Portugal permite o aborto até a décima semana de gravidez independentemente dos motivos. Eliza estava na 14ª, mas pela sua situação foi encaminhada para uma maternidade onde fez mais dois exames além do teste genético, antes da decisão pela interrupção. Foram cinco médicos diferentes, além de buscas por casos parecidos para saber como seria se mantivesse a criança.

"Me questionei o que é vida, e acho que é uma resposta muito pessoal. Nesse processo, aprendi que tem que se escutar muito, porque o lugar de arrependimento deve ser muito cruel. Eu tive sangramento no início da gravidez e pedia muito para que tivesse um bebê saudável e curioso. E se não fosse, que meu corpo abortasse naturalmente."

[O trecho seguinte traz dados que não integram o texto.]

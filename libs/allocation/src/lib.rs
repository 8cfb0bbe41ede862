//! # stakeplan-allocation
//!
//! The allocation planning engine. Given a snapshot of a stake pool's
//! validators and reserve, it models the *current* stake of each validator
//! next to the operator's *target* stake and converges the two into a plan.
//!
//! - **Current balance**: stake active at a validator when the snapshot was
//!   taken. Never changes after load.
//! - **Target balance**: stake the validator should hold once the plan runs.
//! - **Lifecycle action**: whether a validator is kept, removed from the
//!   pool, or added to it.
//!
//! # Invariants
//!
//! - Vote accounts are unique across existing and proposed validators
//! - A removed validator always has a target of zero
//! - Failed mutations leave the allocation untouched
//! - Target arithmetic is rounded to lamport precision after every step
//! - Rebalancing never creates or destroys stake
//!
//! The crate does no I/O; snapshots come in and plans go out as plain data.

mod error;
mod feasibility;
mod plan;
mod precision;
mod rebalance;
mod record;
mod snapshot;
mod state;

pub use error::{AllocationError, PlanError, SnapshotError};
pub use feasibility::{validate, FeasibilityPolicy, FeasibilityReport, Violation};
pub use plan::{Addition, Modification, Plan, PlanSummary, PlannedValidator, Removal, ReserveSummary};
pub use precision::{
    round_to_precision, to_lamports, LAMPORTS_PER_SOL, PRECISION_DECIMALS, TOLERANCE,
};
pub use rebalance::{rebalance, RebalanceOutcome, RebalanceSummary, Transfer};
pub use record::{LifecycleAction, Reserve, ValidatorRecord};
pub use snapshot::{Snapshot, SnapshotValidator};
pub use state::Allocation;
//! Typed address and ID definitions.
//!
//! Each address kind is its own type. All of them share the same base58
//! encoding of a 32-byte public key.

use crate::{define_address, define_id};

// =============================================================================
// Pool accounts
// =============================================================================

define_address!(PoolAddress, "stake pool");
define_address!(ReserveAccount, "reserve stake account");

// =============================================================================
// Validator accounts
// =============================================================================

define_address!(VoteAccount, "vote account");
define_address!(StakeAccount, "stake account");

// =============================================================================
// Plans
// =============================================================================

define_id!(PlanId, "plan");

// =============================================================================
// Tests
// =============================================================================
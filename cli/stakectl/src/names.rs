//! Validator display-name lookup.
//!
//! Names are cosmetic. A failed lookup is logged and the session carries on
//! with whatever names the snapshot had.

use std::collections::BTreeMap;

use anyhow::Context;
use async_trait::async_trait;
use serde::Deserialize;
use stakeplan_allocation::Allocation;
use stakeplan_id::VoteAccount;
use tracing::{debug, warn};

use crate::error::CliError;

/// Resolves vote accounts to display names.
#[async_trait]
pub trait NameResolver: Send + Sync {
    /// Names for whichever of `accounts` the resolver knows.
    async fn resolve(
        &self,
        accounts: &[VoteAccount],
    ) -> Result<BTreeMap<VoteAccount, String>, CliError>;
}

#[derive(Debug, Deserialize)]
#[serde(rename_all = "camelCase")]
struct NameEntry {
    vote_account: String,
    #[serde(default)]
    name: Option<String>,
}

/// Reads a JSON list of `{ "voteAccount": ..., "name": ... }` entries.
#[derive(Debug, Clone)]
pub struct HttpNameResolver {
    client: reqwest::Client,
    url: String,
}

impl HttpNameResolver {
    pub fn new(url: &str, timeout: std::time::Duration) -> anyhow::Result<Self> {
        let client = reqwest::Client::builder()
            .timeout(timeout)
            .build()
            .context("Failed to create HTTP client")?;
        Ok(Self {
            client,
            url: url.to_string(),
        })
    }
}

#[async_trait]
impl NameResolver for HttpNameResolver {
    async fn resolve(
        &self,
        accounts: &[VoteAccount],
    ) -> Result<BTreeMap<VoteAccount, String>, CliError> {
        let response = self.client.get(&self.url).send().await?;
        let status = response.status();
        if !status.is_success() {
            return Err(CliError::Http {
                status: status.as_u16(),
                url: self.url.clone(),
            });
        }

        let entries: Vec<NameEntry> = response
            .json()
            .await
            .map_err(|e| CliError::Other(anyhow::anyhow!("Failed to parse names: {}", e)))?;

        let mut names = BTreeMap::new();
        for entry in entries {
            let Some(name) = entry.name.filter(|n| !n.trim().is_empty()) else {
                continue;
            };
            // Entries for other networks or malformed rows are skipped.
            let Ok(account) = entry.vote_account.parse::<VoteAccount>() else {
                continue;
            };
            if accounts.contains(&account) {
                names.insert(account, name.trim().to_string());
            }
        }
        Ok(names)
    }
}

/// Attach resolved names to the allocation. Returns how many were applied.
pub async fn apply_names(allocation: &mut Allocation, resolver: &dyn NameResolver) -> usize {
    let accounts: Vec<VoteAccount> = allocation
        .records()
        .iter()
        .map(|r| r.identity().clone())
        .collect();

    let names = match resolver.resolve(&accounts).await {
        Ok(names) => names,
        Err(e) => {
            warn!(error = %e, "validator name lookup failed, continuing without names");
            return 0;
        }
    };

    let mut applied = 0;
    for (account, name) in names {
        if allocation.set_display_name(&account, Some(name)).is_ok() {
            applied += 1;
        }
    }
    debug!(applied, "validator names applied");
    applied
}

#[cfg(test)]
mod tests {
    use super::*;
    use stakeplan_allocation::{Reserve, ValidatorRecord};
    use stakeplan_id::ReserveAccount;

    struct StaticNames(BTreeMap<VoteAccount, String>);

    #[async_trait]
    impl NameResolver for StaticNames {
        async fn resolve(
            &self,
            _accounts: &[VoteAccount],
        ) -> Result<BTreeMap<VoteAccount, String>, CliError> {
            Ok(self.0.clone())
        }
    }

    struct BrokenNames;

    #[async_trait]
    impl NameResolver for BrokenNames {
        async fn resolve(
            &self,
            _accounts: &[VoteAccount],
        ) -> Result<BTreeMap<VoteAccount, String>, CliError> {
            Err(CliError::Other(anyhow::anyhow!("offline")))
        }
    }

    fn allocation() -> Allocation {
        Allocation::load(
            Reserve::new(ReserveAccount::from_bytes(&[200; 32]), 0.0),
            vec![
                ValidatorRecord::existing(VoteAccount::from_bytes(&[1; 32]), 5.0, 0.0)
                    .with_display_name("Snapshot name"),
                ValidatorRecord::existing(VoteAccount::from_bytes(&[2; 32]), 5.0, 0.0),
            ],
        )
        .unwrap()
    }

    #[tokio::test]
    async fn test_resolved_names_replace_snapshot_names() {
        let mut state = allocation();
        let names = BTreeMap::from([
            (VoteAccount::from_bytes(&[2; 32]), "Second".to_string()),
            (VoteAccount::from_bytes(&[9; 32]), "Stranger".to_string()),
        ]);

        let applied = apply_names(&mut state, &StaticNames(names)).await;
        assert_eq!(applied, 1);
        assert_eq!(state.get(0).unwrap().display_name(), Some("Snapshot name"));
        assert_eq!(state.get(1).unwrap().display_name(), Some("Second"));
    }

    #[tokio::test]
    async fn test_lookup_failure_is_not_fatal() {
        let mut state = allocation();
        let before = state.clone();
        assert_eq!(apply_names(&mut state, &BrokenNames).await, 0);
        assert_eq!(state, before);
    }
}
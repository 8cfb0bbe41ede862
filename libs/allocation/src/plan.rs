//! The finalized plan handed to execution tooling.

use chrono::{DateTime, Utc};
use serde::{Deserialize, Serialize};
use stakeplan_id::{PlanId, PoolAddress, ReserveAccount, StakeAccount, VoteAccount};

use crate::error::PlanError;
use crate::feasibility::{validate, FeasibilityPolicy, FeasibilityReport};
use crate::state::Allocation;

/// Counts of each kind of change in a plan.
#[derive(Debug, Clone, Copy, PartialEq, Eq, Serialize, Deserialize)]
#[serde(rename_all = "camelCase")]
pub struct PlanSummary {
    /// Validators in the pool once the plan has run.
    pub total_validators: usize,
    pub to_remove: usize,
    pub to_add: usize,
    pub to_modify: usize,
}

#[derive(Debug, Clone, PartialEq, Serialize, Deserialize)]
#[serde(rename_all = "camelCase")]
pub struct ReserveSummary {
    pub identity: ReserveAccount,
    pub balance: f64,
}

#[derive(Debug, Clone, PartialEq, Serialize, Deserialize)]
#[serde(rename_all = "camelCase")]
pub struct Removal {
    pub identity: VoteAccount,
    pub stake_account_id: Option<StakeAccount>,
    pub current_balance: f64,
}

#[derive(Debug, Clone, PartialEq, Serialize, Deserialize)]
#[serde(rename_all = "camelCase")]
pub struct Addition {
    pub identity: VoteAccount,
    #[serde(default, skip_serializing_if = "Option::is_none")]
    pub display_name: Option<String>,
    pub target_balance: f64,
}

#[derive(Debug, Clone, PartialEq, Serialize, Deserialize)]
#[serde(rename_all = "camelCase")]
pub struct Modification {
    pub identity: VoteAccount,
    pub stake_account_id: Option<StakeAccount>,
    pub current_balance: f64,
    pub target_balance: f64,
    /// `target_balance - current_balance`; positive means more stake.
    pub change: f64,
}

#[derive(Debug, Clone, PartialEq, Serialize, Deserialize)]
#[serde(rename_all = "camelCase")]
pub struct PlannedValidator {
    pub identity: VoteAccount,
    pub stake_account_id: Option<StakeAccount>,
    pub current_balance: f64,
    pub target_balance: f64,
}

/// A validated redistribution plan.
///
/// Only [`Plan::build`] produces one, and only from a feasible allocation.
#[derive(Debug, Clone, PartialEq, Serialize, Deserialize)]
#[serde(rename_all = "camelCase")]
pub struct Plan {
    pub plan_id: PlanId,
    pub generated_at: DateTime<Utc>,
    #[serde(default, skip_serializing_if = "Option::is_none")]
    pub pool: Option<PoolAddress>,
    pub reserve: ReserveSummary,
    pub summary: PlanSummary,
    pub feasibility: FeasibilityReport,
    pub removals: Vec<Removal>,
    pub additions: Vec<Addition>,
    pub modifications: Vec<Modification>,
    /// Every validator that is in the pool after the plan, kept or added.
    pub validators: Vec<PlannedValidator>,
}

impl Plan {
    /// Validates the allocation and, if feasible, captures it as a plan.
    pub fn build(
        allocation: &Allocation,
        policy: &FeasibilityPolicy,
        generated_at: DateTime<Utc>,
    ) -> Result<Self, PlanError> {
        let feasibility = validate(allocation, policy);
        if !feasibility.is_feasible() {
            return Err(PlanError::Infeasible(Box::new(feasibility)));
        }

        let mut removals = Vec::new();
        let mut additions = Vec::new();
        let mut modifications = Vec::new();
        let mut validators = Vec::new();

        for record in allocation.records() {
            let stake_account_id = record.stake_account().cloned();

            if record.is_removed() {
                removals.push(Removal {
                    identity: record.identity().clone(),
                    stake_account_id,
                    current_balance: record.current_balance(),
                });
                continue;
            }

            if record.is_proposed() {
                additions.push(Addition {
                    identity: record.identity().clone(),
                    display_name: record.display_name().map(str::to_string),
                    target_balance: record.target_balance(),
                });
            } else if record.change() != 0.0 {
                modifications.push(Modification {
                    identity: record.identity().clone(),
                    stake_account_id: stake_account_id.clone(),
                    current_balance: record.current_balance(),
                    target_balance: record.target_balance(),
                    change: record.change(),
                });
            }

            validators.push(PlannedValidator {
                identity: record.identity().clone(),
                stake_account_id,
                current_balance: record.current_balance(),
                target_balance: record.target_balance(),
            });
        }

        let reserve = allocation.reserve();
        Ok(Self {
            plan_id: PlanId::new(),
            generated_at,
            pool: None,
            reserve: ReserveSummary {
                identity: reserve.identity.clone(),
                balance: reserve.balance,
            },
            summary: PlanSummary {
                total_validators: validators.len(),
                to_remove: removals.len(),
                to_add: additions.len(),
                to_modify: modifications.len(),
            },
            feasibility,
            removals,
            additions,
            modifications,
            validators,
        })
    }

    /// Records which pool the plan targets.
    #[must_use]
    pub fn with_pool(mut self, pool: PoolAddress) -> Self {
        self.pool = Some(pool);
        self
    }

    /// True when the plan changes nothing.
    pub fn is_empty(&self) -> bool {
        self.removals.is_empty() && self.additions.is_empty() && self.modifications.is_empty()
    }
}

E pensei: 'Essa criança não vai ser saudável nem curiosa. Ela pode sobreviver, mas a chance dela gozar da vida e se deslumbrar com a própria existência é próxima de zero'. Não queria colocar alguém nesse mundo sem a possibilidade de buscar a felicidade e que fosse sofrer até o último respiro.

A interrupção da gravidez aconteceu em 17 de julho de 2020. Eliza tomou um coquetel de remédios e entrou em trabalho de parto sozinha. Fez exercícios de respiração, e treinou para o ato. Teve infecção ao retirar a placenta e foi internada três dias depois. Diante de todo esse processo doloroso, sentiu empatia pela equipe médica que a acolheu. E revolta pela lei brasileira.

"Fiquei imaginando o que teria acontecido se eu estivesse no Brasil. Eu seria considerada uma matadora de bebês, e fiquei com muita raiva do nosso sistema. Mas vivi o luto do filho perdido e do ser mãe, aquela mãe que não vingou."

A partir dessa experiência Eliza passou a ouvir mulheres que viveram a mesma situação, e as conversas servirão para um documentário. O que ouviu, ela fala, foi cruel.

"Vi o caso de uma mulher que tinha conseguido autorização para abortar, mas escutou: 'Se isso vira moda, daqui a pouco você vai abortar bebês com gene da calvície.' Outra escutou da médica para fazer o chá de bebê e curtir a gestação.'

"Se a gente pensa que a medicina fica tentando prolongar a existência de pessoas entubadas na cama, isso é vida? Se vai contra a religião da pessoa, cada um tem o direito de fazer essa escolha. Para mim, não tem nada a ver com eugenia", finaliza.